An diese Passage schließt sich ein längerer Abschnitt an, der aber inhaltlich zunächst nichts Neues bringt. Luhmann sieht ,,hier``, also in der Selbstbezüglichkeit von Selbstbeschreibungen, den ,,verborgenen Grund``, der auch die ,,zugelassenen Subjekt-Unterscheidungen in Schwierigkeiten bringt`` (Luhmann , 1997: 871). Was unter ,,zugelassenen Subjekt-Unterscheidungen`` zu verstehen ist, zeigt sich dann im folgenden, wenn Luhmann nochmals darauf verweist, daß das Subjekt die Subjekt-Objekt-Unterscheidung in sich selbst erzeugt und zugleich reflektiert. Auch die weiter oben (Luhmann , 1997: 870) aufgeworfene Frage, von was das Subjekt sich unterscheide, wenn es sich als Subjekt definiert, stellt Luhmann an dieser Stelle noch einmal, nun allerdings vor dem Hintergrund seiner ,,Form``-Interpretation des Subjektbegriffs. Da eine ,,Form`` immer das, was sie nicht bezeichnet, im ,,Unbezeichneten belassen`` muß (Luhmann , 1997: 871), bleibt ,,der Status von Welt unbestimmt`` (Luhmann , 1997: 871). Diese globale Unbestimmtheit von Welt führt Luhmann dann zurück zu seiner oben vorgetragenen Kritik am Konzept der Individualität, die er thesenhaft formuliert:
Luhmanns Argumentation an dieser Stelle ist sprunghaft und schwer nachvollziehbar, wenn nicht dogmatisch: Zunächst entsteht das von ihm in Satz 1 behauptete Paradox, daß die Welt sich im Subjekt selbst reflektiert, nur dann, wenn man von einem einzigen Subjekt ausgeht, das zum Selbstbeobachter wird. Aus einer Vielzahl von Subjekten, denen alle die gleichen Schranken der Erkenntnis gesetzt sind, ergibt sich meines Erachtens nur dann ein Paradox der Selbstbezüglichkeit, wenn ein Subjekt ein anderes Subjekt betrachtet und die so gewonnenen Erkenntnisse auf sich selbst zu übertragen versucht. Selbst daraus folgt aber nicht zwingend, daß es in der Welt keine anderen Subjekte geben kann, sondern nur, daß den Einsichten über diese anderen Subjekte und über sich selbst Grenzen gesetzt sind.12
Satz 2 wird von Luhmann überhaupt nicht begründet, dient aber dann als Beleg für die noch weiter reichende Behauptung von Satz 3, daß nämlich den Subjekten Kommunikation unmöglich sei. Der Schluß von der Unmöglichkeit von Individualität auf die Unmöglichkeit von Kommunikation ist umso verblüffender, als Luhmann selbst gemeinhin einen ,leeren` Kommunikationsbegriff zugrundelegt, wie sein Verweis auf Garfinkel13 zeigt:
,,Ausschlaggebend ist statt dessen, daß Kommunikation fortgesetzt wird - wie immer das dazu notwendige Bewußtsein zum Mitmachen bewogen wird. Nie läßt sich in der Kommunikation feststellen, ob Bewußtseinssysteme ,authentisch` dabei sind, oder nur das zum Fortgang Notwendige beitragen`` (Luhmann , 1997: 874).
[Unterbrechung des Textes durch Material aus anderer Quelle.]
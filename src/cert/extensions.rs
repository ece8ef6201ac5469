use const_oid::AssociatedOid;
use der::{
    Decode, Encode,
    asn1::OctetString,
    oid::ObjectIdentifier,
};
pub use der::flagset::FlagSet;
use x509_cert::ext::pkix::KeyUsage as X509KeyUsage;
pub use x509_cert::ext::pkix::KeyUsages;
use x509_cert::ext::pkix::name::GeneralName;
use x509_cert::name::Name;
use x509_cert::serial_number::SerialNumber;

use crate::error::{PkiError, Result};

/// Trait for converting to and from X.509 extensions.
///
/// This trait provides methods to encode and decode X.509 extension values.
///
/// # Example
/// ```
/// use vpn_pki::cert::extensions::{BasicConstraints, ToAndFromX509Extension};
/// let bc = BasicConstraints { is_ca: false };
/// let encoded = bc.to_x509_extension_value().unwrap();
/// let decoded = BasicConstraints::from_x509_extension_value(&encoded).unwrap();
/// assert_eq!(bc, decoded);
/// ```
pub trait ToAndFromX509Extension {
    /// The Object Identifier (OID) for the extension.
    const OID: ObjectIdentifier;

    /// Encodes the extension into a DER-encoded byte vector.
    fn to_x509_extension_value(&self) -> Result<Vec<u8>>;

    /// Decodes the extension from a DER-encoded byte slice.
    fn from_x509_extension_value(extension: &[u8]) -> Result<Self>
    where
        Self: Sized;
}

/// Represents the Subject Key Identifier extension.
#[derive(Debug, Clone, PartialEq, Eq)]
pub struct SubjectKeyIdentifier(pub Vec<u8>);

impl ToAndFromX509Extension for SubjectKeyIdentifier {
    const OID: ObjectIdentifier = x509_cert::ext::pkix::SubjectKeyIdentifier::OID;

    fn to_x509_extension_value(&self) -> Result<Vec<u8>> {
        let ski = x509_cert::ext::pkix::SubjectKeyIdentifier(OctetString::new(self.0.as_slice())?);
        Ok(ski.to_der()?)
    }

    fn from_x509_extension_value(extension: &[u8]) -> Result<Self> {
        let ski = x509_cert::ext::pkix::SubjectKeyIdentifier::from_der(extension)?;
        Ok(Self(ski.0.as_bytes().to_vec()))
    }
}

/// Represents the Basic Constraints extension.
///
/// Neither the CA nor the leaves carry a path length constraint.
#[derive(Debug, Clone, Copy, Default, PartialEq, Eq)]
pub struct BasicConstraints {
    pub is_ca: bool,
}

impl ToAndFromX509Extension for BasicConstraints {
    const OID: ObjectIdentifier = x509_cert::ext::pkix::BasicConstraints::OID;

    fn to_x509_extension_value(&self) -> Result<Vec<u8>> {
        let bc = x509_cert::ext::pkix::BasicConstraints {
            ca: self.is_ca,
            path_len_constraint: None,
        };

        Ok(bc.to_der()?)
    }

    fn from_x509_extension_value(der_bytes: &[u8]) -> Result<Self> {
        let bc = x509_cert::ext::pkix::BasicConstraints::from_der(der_bytes)?;
        Ok(Self { is_ca: bc.ca })
    }
}

/// Represents the Key Usage extension.
///
/// This extension defines the purpose of the key contained in the certificate.
#[derive(Debug, Clone, Copy, PartialEq, Eq)]
pub struct KeyUsage(pub FlagSet<KeyUsages>);

impl KeyUsage {
    pub fn contains(&self, usage: KeyUsages) -> bool {
        self.0.contains(usage)
    }
}

impl ToAndFromX509Extension for KeyUsage {
    const OID: ObjectIdentifier = <X509KeyUsage as AssociatedOid>::OID;

    fn to_x509_extension_value(&self) -> Result<Vec<u8>> {
        let ku = X509KeyUsage(self.0);
        Ok(ku.to_der()?)
    }

    fn from_x509_extension_value(extension: &[u8]) -> Result<Self> {
        let ku = X509KeyUsage::from_der(extension)?;
        Ok(Self(ku.0))
    }
}

/// Represents the Extended Key Usage extension.
///
/// This extension indicates purposes for which the public key may be used.
#[derive(Debug, Clone, Default, PartialEq, Eq)]
pub struct ExtendedKeyUsage {
    pub usage: Vec<ExtendedKeyUsageOption>,
}

impl ExtendedKeyUsage {
    pub fn contains(&self, option: ExtendedKeyUsageOption) -> bool {
        self.usage.contains(&option)
    }
}

impl ToAndFromX509Extension for ExtendedKeyUsage {
    const OID: ObjectIdentifier = x509_cert::ext::pkix::ExtendedKeyUsage::OID;

    fn to_x509_extension_value(&self) -> Result<Vec<u8>> {
        let oids: Vec<ObjectIdentifier> = self.usage.iter().map(|v| (*v).into()).collect();
        let eku = x509_cert::ext::pkix::ExtendedKeyUsage(oids);
        Ok(eku.to_der()?)
    }

    fn from_x509_extension_value(extension: &[u8]) -> Result<Self> {
        let eku = x509_cert::ext::pkix::ExtendedKeyUsage::from_der(extension)?;
        let usage = eku
            .0
            .iter()
            .map(|v| match *v {
                const_oid::db::rfc5912::ID_KP_SERVER_AUTH => Ok(ExtendedKeyUsageOption::ServerAuth),
                const_oid::db::rfc5912::ID_KP_CLIENT_AUTH => Ok(ExtendedKeyUsageOption::ClientAuth),
                other => Err(PkiError::InvalidInput(format!(
                    "Unsupported extended key usage option {other}"
                ))),
            })
            .collect::<Result<Vec<_>>>()?;
        Ok(Self { usage })
    }
}

/// Represents an option for the Extended Key Usage extension.
#[derive(Debug, Clone, Copy, PartialEq, Eq)]
#[repr(u8)]
pub enum ExtendedKeyUsageOption {
    ServerAuth,
    ClientAuth,
}

impl From<ExtendedKeyUsageOption> for ObjectIdentifier {
    fn from(value: ExtendedKeyUsageOption) -> Self {
        match value {
            ExtendedKeyUsageOption::ServerAuth => const_oid::db::rfc5912::ID_KP_SERVER_AUTH,
            ExtendedKeyUsageOption::ClientAuth => const_oid::db::rfc5912::ID_KP_CLIENT_AUTH,
        }
    }
}

/// Represents the Authority Key Identifier (AKI) extension.
///
/// This extension identifies the public key corresponding to the private key
/// used to sign the certificate, together with the issuer name and serial
/// number of the authority's own certificate.
#[derive(Debug, Clone, PartialEq, Eq)]
pub struct AuthorityKeyIdentifier {
    pub key_identifier: Vec<u8>,
    pub authority_cert_issuer: Name,
    pub authority_cert_serial_number: SerialNumber,
}

impl ToAndFromX509Extension for AuthorityKeyIdentifier {
    const OID: ObjectIdentifier = x509_cert::ext::pkix::AuthorityKeyIdentifier::OID;

    fn to_x509_extension_value(&self) -> Result<Vec<u8>> {
        let general_names = vec![GeneralName::DirectoryName(
            self.authority_cert_issuer.clone(),
        )];

        let aki = x509_cert::ext::pkix::AuthorityKeyIdentifier {
            key_identifier: Some(OctetString::new(self.key_identifier.as_slice())?),
            authority_cert_issuer: Some(general_names),
            authority_cert_serial_number: Some(self.authority_cert_serial_number.clone()),
        };

        Ok(aki.to_der()?)
    }

    fn from_x509_extension_value(extension: &[u8]) -> Result<Self> {
        let aki = x509_cert::ext::pkix::AuthorityKeyIdentifier::from_der(extension)?;

        let authority_cert_issuer = aki
            .authority_cert_issuer
            .as_ref()
            .and_then(|names| {
                names.iter().find_map(|name| match name {
                    GeneralName::DirectoryName(dn) => Some(dn.clone()),
                    _ => None,
                })
            })
            .ok_or_else(|| {
                PkiError::DecodingError("Authority key identifier without issuer".to_string())
            })?;

        let authority_cert_serial_number = aki.authority_cert_serial_number.ok_or_else(|| {
            PkiError::DecodingError("Authority key identifier without serial number".to_string())
        })?;

        Ok(Self {
            key_identifier: aki
                .key_identifier
                .map(|id| id.as_bytes().to_vec())
                .unwrap_or_default(),
            authority_cert_issuer,
            authority_cert_serial_number,
        })
    }
}

/// The closed set of extensions this authority ever writes.
#[derive(Debug, Clone, PartialEq, Eq)]
pub enum CertificateExtension {
    SubjectKeyIdentifier(SubjectKeyIdentifier),
    AuthorityKeyIdentifier(AuthorityKeyIdentifier),
    BasicConstraints(BasicConstraints),
    KeyUsage(KeyUsage),
    ExtendedKeyUsage(ExtendedKeyUsage),
}

impl CertificateExtension {
    pub fn oid(&self) -> ObjectIdentifier {
        match self {
            CertificateExtension::SubjectKeyIdentifier(_) => SubjectKeyIdentifier::OID,
            CertificateExtension::AuthorityKeyIdentifier(_) => AuthorityKeyIdentifier::OID,
            CertificateExtension::BasicConstraints(_) => BasicConstraints::OID,
            CertificateExtension::KeyUsage(_) => KeyUsage::OID,
            CertificateExtension::ExtendedKeyUsage(_) => ExtendedKeyUsage::OID,
        }
    }

    /// basicConstraints and keyUsage are critical, everything else is not.
    pub fn critical(&self) -> bool {
        matches!(
            self,
            CertificateExtension::BasicConstraints(_) | CertificateExtension::KeyUsage(_)
        )
    }

    fn value(&self) -> Result<Vec<u8>> {
        match self {
            CertificateExtension::SubjectKeyIdentifier(ext) => ext.to_x509_extension_value(),
            CertificateExtension::AuthorityKeyIdentifier(ext) => ext.to_x509_extension_value(),
            CertificateExtension::BasicConstraints(ext) => ext.to_x509_extension_value(),
            CertificateExtension::KeyUsage(ext) => ext.to_x509_extension_value(),
            CertificateExtension::ExtendedKeyUsage(ext) => ext.to_x509_extension_value(),
        }
    }

    pub fn to_x509_extension(&self) -> Result<x509_cert::ext::Extension> {
        Ok(x509_cert::ext::Extension {
            extn_id: self.oid(),
            critical: self.critical(),
            extn_value: OctetString::new(self.value()?)?,
        })
    }
}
Eine mögliche Erklärung bietet Fußnote 10, die sich so interpretieren läßt, als referiere Luhmann in Satz 3 Kant: ,,Hier ist allerdings einzuräumen, daß selbst Kant der Logik seiner Begrifflichkeit nicht folgt...`` (Luhmann , 1997: 872). Diese Seitenlinie der Kritik an Kant bedarf meines Erachtens keiner weiteren Diskussion, da Luhmann hier schlicht zu übersehen scheint, daß Kant sich an der von ihm zitierten Stelle nicht auf Erkenntnisurteile, sondern auf Geschmacksurteile bezieht (vgl. §20) - immerhin stammt die von ihm zitierte Passage aus der Kritik der ästhetischen Urteilskraft. Wie oberflächlich sich Luhmann mit der betreffenden beiden Paragraphen beschäftigt hat, geht schon aus seiner Interpretation des ,,Gemeinsinns`` als ,,sensus communis, also common sense`` (Luhmann , 1997: 872, Fußnote 10) hervor: Die entsprechende Passage bei Kant lautet dagegen:
,,Ein solches Prinzip aber könnte nur als Gemeinsinn angesehen werden, welcher vom gemeinen Verstande, den man bisweilen auch Gemeinsinn (sensus communis) nennt, wesentlich unterschieden ist: indem letzterer nicht nach Gefühl, sondern jederzeit nach Begriffen, wiewohl gemeiniglich nur als nach dunkel vorgestellten Prinzipien, urteilt.`` (Kritik der Urteilskraft, §20, Hervorhebung K.A.)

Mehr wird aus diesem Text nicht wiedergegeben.